Котя нелепо засеменил назад, пытаясь удержать равновесие. Всё произошло очень быстро. Котя, перебирая ногами, стараясь не упасть на спину, стремительно проскочил те пару метров, что отделяли его от края крыши, споткнулся о перильца, которые попали ему как раз под коленки, нелепо взмахнул руками и упал туда… за край. Стало тихо. А потом Миша услышал глухой, тяжёлый, почти чавкающий звук удара.
Миша после этого стоял пару секунд неподвижно. Потом он быстро собрал все свои вещи. Он очень быстро всё собрал, сползал к краю за карандашами, которые лежали у жёлоба. Он очень хотел глянуть вниз, но не решился. Всё это время было очень тихо. Миша ждал криков снизу, ждал, что начнётся шум и беготня. Но было тихо. Никто, видимо, не проходил мимо. Стонов или других звуков тоже не было слышно. Пять этажей дома старой постройки были изрядной высотой. Миша только слышал, как колотится его сердце, отдаваясь пульсом в ушах и висках. А ещё он почему-то старался не дышать.
Он пару раз сильно ударился о какие-то чердачные балки, когда покидал страшную крышу. По лестнице подъезда он сначала побежал вниз, но оглох от громких своих шагов, и ему хватило сил спуститься по лестнице, изображая спокойствие самому себе. На лестнице он никого не встретил.
Дверь подъезда вела во двор, а не на ту сторону, куда упал Котя. Во дворе никого не было. Летний день, начало четвертого. Мише казалось, что за ним уже гонятся неведомые люди. Но он прошёл через двор спокойно, пересёк ещё один двор и ещё один. Миша вышел на улицу. На улице были люди, ездили машины. Он увидел стоящий на остановке автобус, побежал и сел в него. В автобусе ему стало спокойнее. Он проехал тогда много остановок. Билет с него не спросили. Потом он вышел из автобуса и минут сорок возвращался в обратном направлении пешком.
Мишин дом находился не очень близко от того, с той самой крышей, но и не далеко. Миша с совершенно пересохшими губами и глоткой зашёл в свой подъезд и, как ему самому показалось, буквально проскользнул на свой этаж, снова никого на лестнице не встретив. Дверь он открыл, ни разу не звякнув ключами. Потом он сидел в своей комнате, не шелохнувшись, на кровати до прихода с работы мамы. К вечеру у него поднялась температура.

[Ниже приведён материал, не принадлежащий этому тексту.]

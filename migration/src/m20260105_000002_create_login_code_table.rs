use sea_orm_migration::{prelude::*, schema::*};

use super::m20260105_000001_create_user_table::User;

#[derive(DeriveMigrationName)]
pub struct Migration;

#[async_trait::async_trait]
impl MigrationTrait for Migration {
    async fn up(&self, manager: &SchemaManager) -> Result<(), DbErr> {
        manager
            .create_table(
                Table::create()
                    .table(LoginCode::Table)
                    .if_not_exists()
                    .col(pk_auto(LoginCode::Id))
                    .col(integer(LoginCode::UserId))
                    .col(string(LoginCode::CodeHash))
                    .col(timestamp_with_time_zone(LoginCode::ExpiresAt))
                    .col(integer(LoginCode::Attempts).default(0))
                    .col(timestamp_with_time_zone_null(LoginCode::ConsumedAt))
                    .col(
                        timestamp_with_time_zone(LoginCode::CreatedAt)
                            .default(Expr::current_timestamp())
                            .not_null(),
                    )
                    .foreign_key(
                        ForeignKey::create()
                            .name("fk_login_code_user_id")
                            .from(LoginCode::Table, LoginCode::UserId)
                            .to(User::Table, User::Id)
                            .on_delete(ForeignKeyAction::Cascade)
                            .on_update(ForeignKeyAction::Cascade),
                    )
                    .to_owned(),
            )
            .await
    }

    async fn down(&self, manager: &SchemaManager) -> Result<(), DbErr> {
        manager
            .drop_table(Table::drop().table(LoginCode::Table).to_owned())
            .await
    }
}

#[derive(DeriveIden)]
pub enum LoginCode {
    Table,
    Id,
    UserId,
    CodeHash,
    ExpiresAt,
    Attempts,
    ConsumedAt,
    CreatedAt,
}
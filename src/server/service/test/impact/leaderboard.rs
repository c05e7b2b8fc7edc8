use super::*;

/// Tests ranking farmers by score and truncating to the limit.
///
/// Expected: Ok with the highest scoring farmer first and only `limit` entries
#[tokio::test]
async fn ranks_highest_score_first() -> Result<(), AppError> {
    let test = TestBuilder::new().with_booking_tables().build().await.unwrap();
    let db = test.db.as_ref().unwrap();

    let small = factory::create_farmer(db).await?;
    let large = factory::create_farmer(db).await?;
    let middle = factory::create_farmer(db).await?;
    let service = ImpactService::new(db);

    service
        .record(metric(ImpactKind::ProduceKg, 1.0, Some(small.id)))
        .await?;
    service
        .record(metric(ImpactKind::RegenerativeAcres, 5.0, Some(large.id)))
        .await?;
    service
        .record(metric(ImpactKind::LocalSpendCents, 2_000.0, Some(middle.id)))
        .await?;
    service
        .record(metric(ImpactKind::ProduceKg, 3.0, Some(middle.id)))
        .await?;

    let leaderboard = service.leaderboard(2).await?;

    let ranked: Vec<(i32, f64)> = leaderboard
        .iter()
        .map(|entry| (entry.farmer_id, entry.score()))
        .collect();
    assert_eq!(ranked, vec![(large.id, 50.0), (middle.id, 16.0)]);

    Ok(())
}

Котя тогда разбился. Миша слышал впоследствии разговоры своих дворовых приятелей или тётушек во дворе. Поговаривали, что Котю сбросили с крыши его же дружки. Говорили, что мать его сильно убивалась, когда её сына Костю хоронили. Но ни мальчишки, ни тётушки Котю не жалели, а скорее наоборот. Тайной его смерти сильно никто не интересовался.

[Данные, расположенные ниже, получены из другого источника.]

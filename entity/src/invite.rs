use sea_orm::entity::prelude::*;

use crate::sea_orm_active_enums::{InviteStatus, UserRole};

#[derive(Clone, Debug, PartialEq, Eq, DeriveEntityModel)]
#[sea_orm(table_name = "invite")]
pub struct Model {
    #[sea_orm(primary_key)]
    pub id: i32,
    pub email: String,
    pub role: UserRole,
    #[sea_orm(unique)]
    pub token: String,
    pub status: InviteStatus,
    pub phone: Option<String>,
    pub invited_by: Option<i32>,
    pub expires_at: DateTimeUtc,
    pub last_sent_at: Option<DateTimeUtc>,
    pub send_count: i32,
    pub accepted_user_id: Option<i32>,
    pub accepted_at: Option<DateTimeUtc>,
    pub created_at: DateTimeUtc,
}

#[derive(Copy, Clone, Debug, EnumIter, DeriveRelation)]
pub enum Relation {
    #[sea_orm(
        belongs_to = "super::user::Entity",
        from = "Column::InvitedBy",
        to = "super::user::Column::Id",
        on_update = "Cascade",
        on_delete = "SetNull"
    )]
    Inviter,
    #[sea_orm(
        belongs_to = "super::user::Entity",
        from = "Column::AcceptedUserId",
        to = "super::user::Column::Id",
        on_update = "Cascade",
        on_delete = "SetNull"
    )]
    AcceptedUser,
}

impl ActiveModelBehavior for ActiveModel {}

Но Миша всё лето ждал, что его найдут некие всесильные сыскные органы. Он жил в страхе. Сколько же страха и невыносимой тяжести тайны вынес Миша тогда. Как же ему хотелось поделиться этой тяжестью и тайной с кем-нибудь.
В известной степени именно непроходящий страх и тайна были одними из причин столь сильного Мишиного желания покинуть родной Архангельск как можно скорее. Эти причины были не основными. Но когда Миша улетал поступать в Москву и понимал, что улетает надолго, а скорее всего, навсегда, ему, сидящему в выруливающем на взлётную полосу самолёте, вспомнились и крыша, и тот солнечный день, и неуклюжий взмах руками. Котя так беспомощно взмахнул руками за миг до того, как исчезнуть из Мишиной реальной жизни и перейти в страхи, тайны и сны.